The rats (n = 18) were anesthetized using vaporized isoflurane (4%, Abbott) and maintained by mask ventilation (isoflurane 1.8%). The dorsum was shaved by applying a depilatory creme (Veet, Reckitt-Benckiser, Milano, Italy) and disinfected with povidone iodine scrub. A 20 mm diameter open wound was excised through the entire thickness of the skin, including the panniculus carnosus layer, as described and validated [1, 28]. Pluronic gel (30%) containing (10-6 M) c(RGDf[NMe]V) (n = 6), RGDechiHCit (n = 7), or saline (n = 5) was placed daily directly onto open wounds, then covered with a sterile dressing. Two operators blinded to the identity of the sample examined and measured wound areas every day, for 8 days. Direct measurements of wound region were determined by digital planimetry (pixel area), and subsequent analysis was performed using a computer-assisted image analyzer (ImageJ software, version 1.41, National Institutes of Health, Bethesda, MD, USA). Wound healing was quantified as a percentage of the original injury size. Eight days after wounding, rats were euthanized. Wounds did not show sign of infection. The lesion and adiacent normal skin were excised, fixed by immersion in phosphate buffered saline (PBS, 0.01 M, pH 7.2-7.4)/formalin and then embedded in paraffin to be processed for immunohistology, as described .

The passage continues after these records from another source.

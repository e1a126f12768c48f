use actix_web::{HttpRequest, HttpResponse, Result as ActixResult, web};
use once_cell::sync::Lazy;

use crate::middlewares::{self, RequirePermission, Resource};
use crate::models::departments::requests::{
    CreateDepartmentRequest, DepartmentListParams, UpdateDepartmentRequest,
};
use crate::services::DepartmentService;
use crate::utils::SafeIDI64;

static DEPARTMENT_SERVICE: Lazy<DepartmentService> = Lazy::new(DepartmentService::new_lazy);

pub async fn list_departments(
    req: HttpRequest,
    query: web::Query<DepartmentListParams>,
) -> ActixResult<HttpResponse> {
    DEPARTMENT_SERVICE.list_departments(query.into_inner(), &req).await
}

pub async fn create_department(
    req: HttpRequest,
    department_data: web::Json<CreateDepartmentRequest>,
) -> ActixResult<HttpResponse> {
    DEPARTMENT_SERVICE.create_department(department_data.into_inner(), &req).await
}

pub async fn get_department(req: HttpRequest, id: SafeIDI64) -> ActixResult<HttpResponse> {
    DEPARTMENT_SERVICE.get_department(id.0, &req).await
}

pub async fn update_department(
    req: HttpRequest,
    id: SafeIDI64,
    update_data: web::Json<UpdateDepartmentRequest>,
) -> ActixResult<HttpResponse> {
    DEPARTMENT_SERVICE
        .update_department(id.0, update_data.into_inner(), &req)
        .await
}

pub async fn delete_department(req: HttpRequest, id: SafeIDI64) -> ActixResult<HttpResponse> {
    DEPARTMENT_SERVICE.delete_department(id.0, &req).await
}

// 配置路由
pub fn configure_departments_routes(cfg: &mut web::ServiceConfig) {
    cfg.service(
        web::scope("/api/departments")
            .wrap(middlewares::RequireJWT)
            .service(
                web::scope("")
                    .wrap(RequirePermission::new(Resource::Departments))
                    .route("", web::get().to(list_departments))
                    .route("", web::post().to(create_department))
                    .route("/{id}", web::get().to(get_department))
                    .route("/{id}", web::put().to(update_department))
                    .route("/{id}", web::delete().to(delete_department)),
            ),
    );
}
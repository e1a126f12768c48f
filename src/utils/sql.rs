/// 转义 LIKE 模式中的通配符
///
/// SeaORM 的 `contains` 会把输入包进 `%...%`，用户输入里的 `%` 和 `_` 需要先转义。
pub fn escape_like_pattern(input: &str) -> String {
    let mut escaped = String::with_capacity(input.len());
    for c in input.chars() {
        if matches!(c, '%' | '_' | '\\') {
            escaped.push('\\');
        }
        escaped.push(c);
    }
    escaped
}

#[cfg(test)]
mod tests {
    use super::*;

    #[test]
    fn test_escape_like_pattern() {
        assert_eq!(escape_like_pattern("alice"), "alice");
        assert_eq!(escape_like_pattern("50%_off"), "50\\%\\_off");
        assert_eq!(escape_like_pattern("a\\b"), "a\\\\b");
    }
}
use actix_web::{HttpRequest, HttpResponse, Result as ActixResult};

use super::UserService;
use crate::models::{ApiResponse, users::requests::UpdateUserRequest};
use crate::services::common::{
    check_unique, invalidate_user_cache, not_found, validation_failed,
};
use crate::storage::UniqueField;
use crate::utils::password::hash_password;

pub async fn update_user(
    service: &UserService,
    user_id: i64,
    mut update_data: UpdateUserRequest,
    request: &HttpRequest,
) -> ActixResult<HttpResponse> {
    let storage = service.get_storage(request);

    let mut errors = update_data.validate();
    check_unique(
        &storage,
        &mut errors,
        UniqueField::UserEmail,
        update_data.email.clone(),
        Some(user_id),
    )
    .await?;
    if !errors.is_empty() {
        return Ok(validation_failed(errors));
    }

    if let Some(password) = &update_data.password {
        update_data.password = Some(hash_password(password)?);
    }

    match storage.update_user(user_id, update_data).await? {
        Some(user) => {
            invalidate_user_cache(request, user_id).await;
            Ok(HttpResponse::Ok().json(ApiResponse::success(
                user,
                "User information updated successfully",
            )))
        }
        None => Ok(not_found("User")),
    }
}
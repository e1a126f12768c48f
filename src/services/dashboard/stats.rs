use actix_web::{HttpRequest, HttpResponse, Result as ActixResult};
use tracing::debug;

use super::DashboardService;
use crate::models::dashboard::{DashboardQuery, DashboardResponse, FilterInfo};
use crate::models::{ApiResponse, ErrorCode};
use crate::services::common::today;

pub async fn get_dashboard(
    service: &DashboardService,
    query: DashboardQuery,
    request: &HttpRequest,
) -> ActixResult<HttpResponse> {
    let resolved = match query.resolve(today()) {
        Ok(resolved) => resolved,
        Err(msg) => {
            return Ok(HttpResponse::BadRequest()
                .json(ApiResponse::error_empty(ErrorCode::InvalidFilter, msg)));
        }
    };
    debug!("Dashboard window: {:?}", resolved.window);

    let storage = service.get_storage(request);
    let counts = storage.dashboard_counts(resolved.window).await?;

    Ok(HttpResponse::Ok().json(ApiResponse::success(
        DashboardResponse {
            counts,
            filter_info: FilterInfo::from(&resolved),
        },
        "Dashboard statistics retrieved successfully",
    )))
}
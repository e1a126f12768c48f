//! 已轮换的 refresh token

use sea_orm::entity::prelude::*;

#[derive(Clone, Debug, PartialEq, DeriveEntityModel)]
#[sea_orm(table_name = "token_blacklist")]
pub struct Model {
    #[sea_orm(primary_key)]
    pub id: i64,
    #[sea_orm(unique)]
    pub jti: String,
    pub user_id: i64,
    pub expires_at: i64,
    pub created_at: i64,
}

#[derive(Copy, Clone, Debug, EnumIter, DeriveRelation)]
pub enum Relation {}

impl ActiveModelBehavior for ActiveModel {}
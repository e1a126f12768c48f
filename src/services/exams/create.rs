use actix_web::{HttpRequest, HttpResponse, Result as ActixResult};
use tracing::info;

use super::{ExamService, validate_new_exam};
use crate::models::ApiResponse;
use crate::models::exams::requests::CreateExamRequest;
use crate::services::common::validation_failed;
use crate::services::notifications::triggers;

pub async fn create_exam(
    service: &ExamService,
    exam_data: CreateExamRequest,
    request: &HttpRequest,
) -> ActixResult<HttpResponse> {
    let storage = service.get_storage(request);

    let errors = validate_new_exam(&storage, &exam_data).await?;
    if !errors.is_empty() {
        return Ok(validation_failed(errors));
    }

    let exam = storage.create_exam(exam_data).await?;
    info!("Exam {} created", exam.id);
    triggers::exam_created(&storage, &exam).await;

    Ok(HttpResponse::Created().json(ApiResponse::success(
        exam,
        "Exam created successfully",
    )))
}
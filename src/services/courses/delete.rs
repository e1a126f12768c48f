use actix_web::{HttpRequest, HttpResponse, Result as ActixResult};

use super::CourseService;
use crate::services::common::deleted;

pub async fn delete_course(
    service: &CourseService,
    id: i64,
    request: &HttpRequest,
) -> ActixResult<HttpResponse> {
    let storage = service.get_storage(request);
    let found = storage.delete_course(id).await?;
    Ok(deleted(found, "Course"))
}
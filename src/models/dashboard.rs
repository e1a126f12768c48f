//! 仪表盘统计的时间窗口
//!
//! 窗口按 UTC 日期计算，`[start 00:00, end + 1 天 00:00)` 左闭右开。

use chrono::{Datelike, Duration, NaiveDate};
use serde::{Deserialize, Serialize};

const DATE_FORMAT: &str = "%Y-%m-%d";

/// 自定义窗口允许的年份范围
const MIN_YEAR: i32 = 1;
const MAX_YEAR: i32 = 9999;

// 仪表盘查询参数
#[derive(Debug, Clone, Default, Deserialize)]
pub struct DashboardQuery {
    pub filter: Option<String>,
    pub start: Option<String>,
    pub end: Option<String>,
}

/// 闭区间日期窗口
#[derive(Debug, Clone, Copy, PartialEq, Eq)]
pub struct DateWindow {
    pub start: NaiveDate,
    pub end: NaiveDate,
}

impl DateWindow {
    /// 起始时刻（UTC 秒）
    pub fn start_timestamp(&self) -> i64 {
        midnight_timestamp(self.start)
    }

    /// 结束时刻（不含），即 end 次日零点
    pub fn end_timestamp_exclusive(&self) -> i64 {
        match self.end.succ_opt() {
            Some(next) => midnight_timestamp(next),
            None => i64::MAX,
        }
    }
}

fn midnight_timestamp(day: NaiveDate) -> i64 {
    day.and_hms_opt(0, 0, 0)
        .map(|dt| dt.and_utc().timestamp())
        .unwrap_or_default()
}

/// 解析后的过滤条件
#[derive(Debug, Clone, PartialEq, Eq)]
pub struct ResolvedFilter {
    pub filter_type: String,
    pub window: Option<DateWindow>,
}

impl DashboardQuery {
    /// 按 `today` 计算窗口；不合法的组合返回错误说明
    pub fn resolve(&self, today: NaiveDate) -> Result<ResolvedFilter, String> {
        let filter_type = self
            .filter
            .as_deref()
            .map(str::trim)
            .filter(|f| !f.is_empty())
            .unwrap_or("all");

        let window = match filter_type {
            "all" => None,
            "today" => Some(DateWindow {
                start: today,
                end: today,
            }),
            "week" => Some(DateWindow {
                start: today - Duration::days(6),
                end: today,
            }),
            "month" => Some(DateWindow {
                start: today.with_day(1).unwrap_or(today),
                end: today,
            }),
            "custom" => {
                let (Some(start), Some(end)) = (self.start.as_deref(), self.end.as_deref()) else {
                    return Err("Custom filter requires both start and end dates.".to_string());
                };
                let start = parse_date(start)?;
                let end = parse_date(end)?;
                if start > end {
                    return Err("Start date must be on or before end date.".to_string());
                }
                Some(DateWindow { start, end })
            }
            other => {
                return Err(format!(
                    "Unknown filter '{other}'. Use today, week, month, custom or all."
                ));
            }
        };

        Ok(ResolvedFilter {
            filter_type: filter_type.to_string(),
            window,
        })
    }
}

fn parse_date(raw: &str) -> Result<NaiveDate, String> {
    let date = NaiveDate::parse_from_str(raw.trim(), DATE_FORMAT)
        .map_err(|_| "Invalid date format. Use YYYY-MM-DD.".to_string())?;
    if !(MIN_YEAR..=MAX_YEAR).contains(&date.year()) {
        return Err(format!("Date year must be between {MIN_YEAR} and {MAX_YEAR}."));
    }
    Ok(date)
}

// 过滤信息
#[derive(Debug, Clone, Serialize, PartialEq)]
pub struct FilterInfo {
    pub filter_type: String,
    pub start_date: Option<String>,
    pub end_date: Option<String>,
}

impl From<&ResolvedFilter> for FilterInfo {
    fn from(filter: &ResolvedFilter) -> Self {
        Self {
            filter_type: filter.filter_type.clone(),
            start_date: filter
                .window
                .map(|w| w.start.format(DATE_FORMAT).to_string()),
            end_date: filter.window.map(|w| w.end.format(DATE_FORMAT).to_string()),
        }
    }
}

/// 各类记录数量
#[derive(Debug, Clone, Default, Serialize, PartialEq)]
pub struct DashboardCounts {
    pub total_students: u64,
    pub total_staff: u64,
    pub total_admissions: u64,
    pub total_enrollments: u64,
    pub total_attendance: u64,
    pub total_exams: u64,
    pub total_grades: u64,
    pub total_fees: u64,
    pub total_notifications: u64,
}

// 仪表盘响应
#[derive(Debug, Clone, Serialize)]
pub struct DashboardResponse {
    #[serde(flatten)]
    pub counts: DashboardCounts,
    pub filter_info: FilterInfo,
}

#[cfg(test)]
mod tests {
    use super::*;

    fn day(y: i32, m: u32, d: u32) -> NaiveDate {
        NaiveDate::from_ymd_opt(y, m, d).unwrap()
    }

    fn query(filter: Option<&str>, start: Option<&str>, end: Option<&str>) -> DashboardQuery {
        DashboardQuery {
            filter: filter.map(str::to_string),
            start: start.map(str::to_string),
            end: end.map(str::to_string),
        }
    }

    #[test]
    fn test_absent_filter_means_all() {
        let resolved = query(None, None, None).resolve(day(2025, 10, 18)).unwrap();
        assert_eq!(resolved.filter_type, "all");
        assert!(resolved.window.is_none());
        let info = FilterInfo::from(&resolved);
        assert_eq!(info.start_date, None);
        assert_eq!(info.end_date, None);
    }

    #[test]
    fn test_named_windows() {
        let today = day(2025, 10, 18);
        let w = query(Some("today"), None, None).resolve(today).unwrap().window.unwrap();
        assert_eq!((w.start, w.end), (today, today));

        let w = query(Some("week"), None, None).resolve(today).unwrap().window.unwrap();
        assert_eq!((w.start, w.end), (day(2025, 10, 12), today));

        let w = query(Some("month"), None, None).resolve(today).unwrap().window.unwrap();
        assert_eq!((w.start, w.end), (day(2025, 10, 1), today));
    }

    #[test]
    fn test_today_filter_info_dates_match() {
        let today = day(2025, 10, 18);
        let resolved = query(Some("today"), None, None).resolve(today).unwrap();
        let info = FilterInfo::from(&resolved);
        assert_eq!(info.start_date.as_deref(), Some("2025-10-18"));
        assert_eq!(info.start_date, info.end_date);
    }

    #[test]
    fn test_custom_window_is_inclusive() {
        let resolved = query(Some("custom"), Some("2025-01-01"), Some("2025-01-31"))
            .resolve(day(2025, 10, 18))
            .unwrap();
        let w = resolved.window.unwrap();
        assert_eq!(w.start_timestamp(), 1_735_689_600);
        assert_eq!(w.end_timestamp_exclusive(), 1_738_368_000);
    }

    #[test]
    fn test_custom_rejections() {
        let today = day(2025, 10, 18);
        assert!(query(Some("custom"), Some("2025-02-01"), Some("2025-01-01")).resolve(today).is_err());
        assert!(query(Some("custom"), Some("2025-02-01"), None).resolve(today).is_err());
        assert!(query(Some("custom"), Some("01/02/2025"), Some("2025-03-01")).resolve(today).is_err());
        assert!(query(Some("yearly"), None, None).resolve(today).is_err());
    }

    #[test]
    fn test_out_of_range_years_rejected() {
        let today = day(2025, 10, 18);
        assert!(
            query(Some("custom"), Some("2024-01-01"), Some("+262142-12-31"))
                .resolve(today)
                .is_err()
        );
        assert!(
            query(Some("custom"), Some("0000-01-01"), Some("2024-01-01"))
                .resolve(today)
                .is_err()
        );
        assert!(
            query(Some("custom"), Some("9999-12-01"), Some("9999-12-31"))
                .resolve(today)
                .is_ok()
        );
    }

    #[test]
    fn test_window_end_at_max_date_does_not_overflow() {
        let w = DateWindow {
            start: NaiveDate::MAX,
            end: NaiveDate::MAX,
        };
        assert_eq!(w.end_timestamp_exclusive(), i64::MAX);
        assert!(w.start_timestamp() < w.end_timestamp_exclusive());
    }

    #[test]
    fn test_same_day_custom_allowed() {
        let resolved = query(Some("custom"), Some("2025-03-05"), Some("2025-03-05"))
            .resolve(day(2025, 10, 18))
            .unwrap();
        let w = resolved.window.unwrap();
        assert_eq!(w.end_timestamp_exclusive() - w.start_timestamp(), 86_400);
    }
}
pub mod extractor;
pub mod jwt;
pub mod parameter_error_handler;
pub mod password;
pub mod sql;
pub mod validate;

pub use extractor::SafeIDI64;
pub use parameter_error_handler::json_error_handler;
pub use parameter_error_handler::query_error_handler;
pub use sql::escape_like_pattern;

Mice (n = 13), anesthetized as described above, were subcutaneously injected midway on the dorsal side, using sterile conditions, with 0.2 ml of Matrigel® basement matrix, pre-mixed with 10-6M VEGF and 10-5M c(RGDf[NMe]V) (n = 4), 10-6M VEGF and 10-5M RGDechiHCit (n = 5), or 10-6M VEGF alone (n = 4). After seven days, mice were euthanized and the implanted plugs were harvested from underneath the skin, fixed in 10% neutral-buffered formalin solution and then embedded in paraffin. Invading ECs were identified and quantified by analysis of lectin immunostained sections, as described [1, 2].

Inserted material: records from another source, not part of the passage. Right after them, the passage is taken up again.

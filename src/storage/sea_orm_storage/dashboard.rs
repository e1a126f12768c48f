//! 仪表盘计数

use super::SeaOrmStorage;
use crate::entity::prelude::*;
use crate::entity::{
    admissions, attendance, enrollments, exams, fees, grades, notifications, staff, students,
};
use crate::errors::{EduSystemError, Result};
use crate::models::dashboard::{DashboardCounts, DateWindow};
use sea_orm::{ColumnTrait, EntityTrait, PaginatorTrait, QueryFilter};

impl SeaOrmStorage {
    /// 各资源在窗口内创建的记录数；无窗口时为总数
    pub async fn dashboard_counts_impl(&self, window: Option<DateWindow>) -> Result<DashboardCounts> {
        Ok(DashboardCounts {
            total_students: self
                .count_created::<Students>(students::Column::CreatedAt, window)
                .await?,
            total_staff: self
                .count_created::<Staff>(staff::Column::CreatedAt, window)
                .await?,
            total_admissions: self
                .count_created::<Admissions>(admissions::Column::CreatedAt, window)
                .await?,
            total_enrollments: self
                .count_created::<Enrollments>(enrollments::Column::CreatedAt, window)
                .await?,
            total_attendance: self
                .count_created::<Attendance>(attendance::Column::CreatedAt, window)
                .await?,
            total_exams: self
                .count_created::<Exams>(exams::Column::CreatedAt, window)
                .await?,
            total_grades: self
                .count_created::<Grades>(grades::Column::CreatedAt, window)
                .await?,
            total_fees: self
                .count_created::<Fees>(fees::Column::CreatedAt, window)
                .await?,
            total_notifications: self
                .count_created::<Notifications>(notifications::Column::CreatedAt, window)
                .await?,
        })
    }

    async fn count_created<E>(&self, created_at: E::Column, window: Option<DateWindow>) -> Result<u64>
    where
        E: EntityTrait,
        E::Model: Send + Sync + 'static,
    {
        let mut select = E::find();
        if let Some(window) = window {
            // [start 00:00, end 次日 00:00)
            select = select
                .filter(created_at.gte(window.start_timestamp()))
                .filter(created_at.lt(window.end_timestamp_exclusive()));
        }

        select
            .count(&self.db)
            .await
            .map_err(|e| EduSystemError::database_operation(format!("统计记录数失败: {e}")))
    }
}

All tissues were cut in 5 μm sections and slides were counterstained with a standard mixture of hematoxylin and eosin. For Masson's trichrome staining of collagen fibers, useful to assess the scar tissue formation, slides were stained with Weigert Hematoxylin (Sigma-Aldrich, St. Louis, MO, USA) for 10 minutes, rinsed in PBS (Invitrogen) and then stained with Biebrich scarlet-acid fuchsin (Sigma-Aldrich) for 5 minutes. Slides were rinsed in PBS and stained with phosphomolybdic/phosphotungstic acid solution (Sigma-Aldrich) for 5 minutes then stained with light green (Sigma-Aldrich) for 5 minutes . ECs were identified by lectin immunohistochemical staining (Sigma-Aldrich)  and quantitative analysis was performed using digitized representative high resolution photographic images, with a dedicated software (Image Pro Plus; Media Cybernetics, Bethesda, MD, USA) as previously described .
Data presentation and statistical analysis
All data are presented as the mean value ± SEM. Statistical differences were determined by one-way or two-way ANOVA and Bonferroni post hoc testing was performed where applicable. A p value less than 0.05 was considered to be significant. All the statistical analysis and the evaluation of data were performed using GraphPad Prism version 5.01 (GraphPad Software, San Diego, CA, USA).